Calculating block statistics from land cover raster using R?
You can use the aggregate
function in the raster
package to do this. For example, to produce a raster at half the resolution of the original, showing the proportion of cells covered with land class 1
:
aggregate(r, fact=2, fun=function(vals, na.rm) {
sum(vals==1, na.rm=na.rm)/length(vals)
})
To do this for all land classes:
cov_pct <- lapply(unique(r), function(land_class) {
aggregate(r, fact=2, fun=function(vals, na.rm) {
sum(vals==land_class, na.rm=na.rm)/length(vals)
})
})
I agree that raster::aggregate()
works well in most cases, especially when a user-defined function is involved as in the answer given by @dbaston. However, you might want to have a look at the velox package as an alternative approach that comes in particularly handy when dealing with larger rasters.
The only caveat here is that VeloxRaster_aggregate()
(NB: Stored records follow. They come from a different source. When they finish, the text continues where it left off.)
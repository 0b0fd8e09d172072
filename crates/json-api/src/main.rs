//! Reprieve JSON API Server

use std::process;

use salvo::{
    affix_state::inject,
    oapi::{OpenApi, swagger_ui::SwaggerUi},
    prelude::*,
    trailing_slash::remove_slash,
};
use tracing::{error, info};

use reprieve_app::context::AppContext;

use crate::{config::ServerConfig, observability::Observability, state::State};

#[cfg(not(target_env = "msvc"))]
use tikv_jemallocator::Jemalloc;

#[cfg(not(target_env = "msvc"))]
#[global_allocator]
static GLOBAL: Jemalloc = Jemalloc;

mod cascade;
mod config;
mod extensions;
mod healthcheck;
mod observability;
mod rescue_requests;
mod router;
mod shutdown;
mod state;
#[cfg(test)]
mod test_helpers;

/// Reprieve JSON API Server entry point
#[tokio::main]
pub async fn main() {
    let config = ServerConfig::load().unwrap_or_else(|e| {
        #[expect(
            clippy::print_stderr,
            reason = "logging not initialized yet, must use eprintln for config errors"
        )]
        {
            eprintln!("Configuration error: {e}");
        }

        process::exit(1);
    });

    let telemetry = Observability::init(&config.telemetry).unwrap_or_else(|e| {
        #[expect(
            clippy::print_stderr,
            reason = "logging failed to initialize, must use eprintln"
        )]
        {
            eprintln!("Observability error: {e}");
        }

        process::exit(1);
    });

    let settings = config.service.app_settings();

    let app = match AppContext::from_database_url(&config.service.database_url, settings).await {
        Ok(app) => app,
        Err(init_error) => {
            error!("failed to initialize app context: {init_error}");

            telemetry.shutdown();
            process::exit(1);
        }
    };

    let default_location = config.service.default_location();

    if default_location.is_none() {
        info!("no default location configured, cascade runs must name a location");
    }

    let addr = config.service.socket_addr();

    info!("Starting server on {addr}");

    let listener = TcpListener::new(addr).bind().await;

    let router = Router::new()
        .hoop(observability::request_logging)
        .hoop(CatchPanic::new())
        .hoop(remove_slash())
        .hoop(inject(State::shared(app, default_location)))
        .push(Router::with_path("healthcheck").get(healthcheck::handler))
        .push(Router::with_path("metrics").get(observability::metrics_handler))
        .push(router::app_router());

    let doc = OpenApi::new("Reprieve API", env!("CARGO_PKG_VERSION")).merge_router(&router);

    let router = router
        .push(doc.into_router("/api-doc/openapi.json"))
        .push(SwaggerUi::new("/api-doc/openapi.json").into_router("docs"));

    let server = Server::new(listener);

    let handle = server.handle();

    tokio::spawn(async move {
        if let Err(error) = shutdown::listen(handle).await {
            error!("failed to listen for shutdown signal: {error}");
        }
    });

    server.serve(router).await;

    telemetry.shutdown();
}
accepts "standard" aggregate functions (ie. c("sum", "mean", "min", "max", "median")
only –
any work steps beyond that level need to be carried out beforehand. Nevertheless, the resulting speed gain surely justifies the need for a little more code. In the example below, I increased the ncell()
of your input raster by a factor of 100 and compared runtimes. As seen from the benchmark results, velox outperforms the raster::aggregate()
based approach by a factor of 13, on average, when fed with the larger raster image.
library(raster)
r = raster(ncols = 1e3, nrows = 1e3
, xmn = 100, xmx = 1100, ymn = 0, ymx = 1000
, crs="+proj=lcc +lat_1=35 +lat_2=65 +lat_0=52 +lon_0=10 +x_0=4000000 +y_0=2800000 +ellps=GRS80 +towgs84=0,0,0,0,0,0,0 +units=m +no_defs")
x = 0:5
set.seed(123) # make sampling reproducible
r[] <- sample(x, 1e6, replace = TRUE)
### benchmark ----
library(microbenchmark)
library(velox)
microbenchmark(
## raster approach
rasterAgg = {
lst1 = lapply(unique(r), function(land_class) {
aggregate(r, fact = 2, fun = function(vals, na.rm) {
sum(vals == land_class, na.rm = na.rm)/length(vals)
})
})
}
## velox approach
, veloxAgg = {
vls = r[]
lst2 = lapply(unique(r), function(i) {
# set the current land cover class to 1, everything else to 0
ids = (vls == i)
vls[ids] = 1; vls[!ids] = 0
rst = setValues(r, vls)
# create velox raster and aggregate
vlx = velox(rst)
vlx$aggregate(factor = 2, aggtype = "mean")
vlx$as.RasterLayer()
})
}
## repeat every chunk n times
, times = 10)
And here are the benchmark results:
Unit: milliseconds
expr min lq mean median uq max neval cld
rasterAgg 5844.2713 5950.7560 6140.8879 6186.1065 6354.8678 6370.6968 10 b
veloxAgg 319.2344 336.5698 472.3171 375.2693 622.2361 744.8573 10 a
You can also plot()
or subtract the single output layers in lst1
and lst2
from each other in order to verify that the two approaches create identical results.
As a reference: using your original 1e4 pixels raster as input, VeloxRaster_aggregate()
performs only 4 times faster on my machine (at least on my machine), which leads me to the conclusion that the raster based approach is absolutely suitable for smaller images. However, velox is definitely worth a deeper look when dealing with larger datasets that still fit well into memory.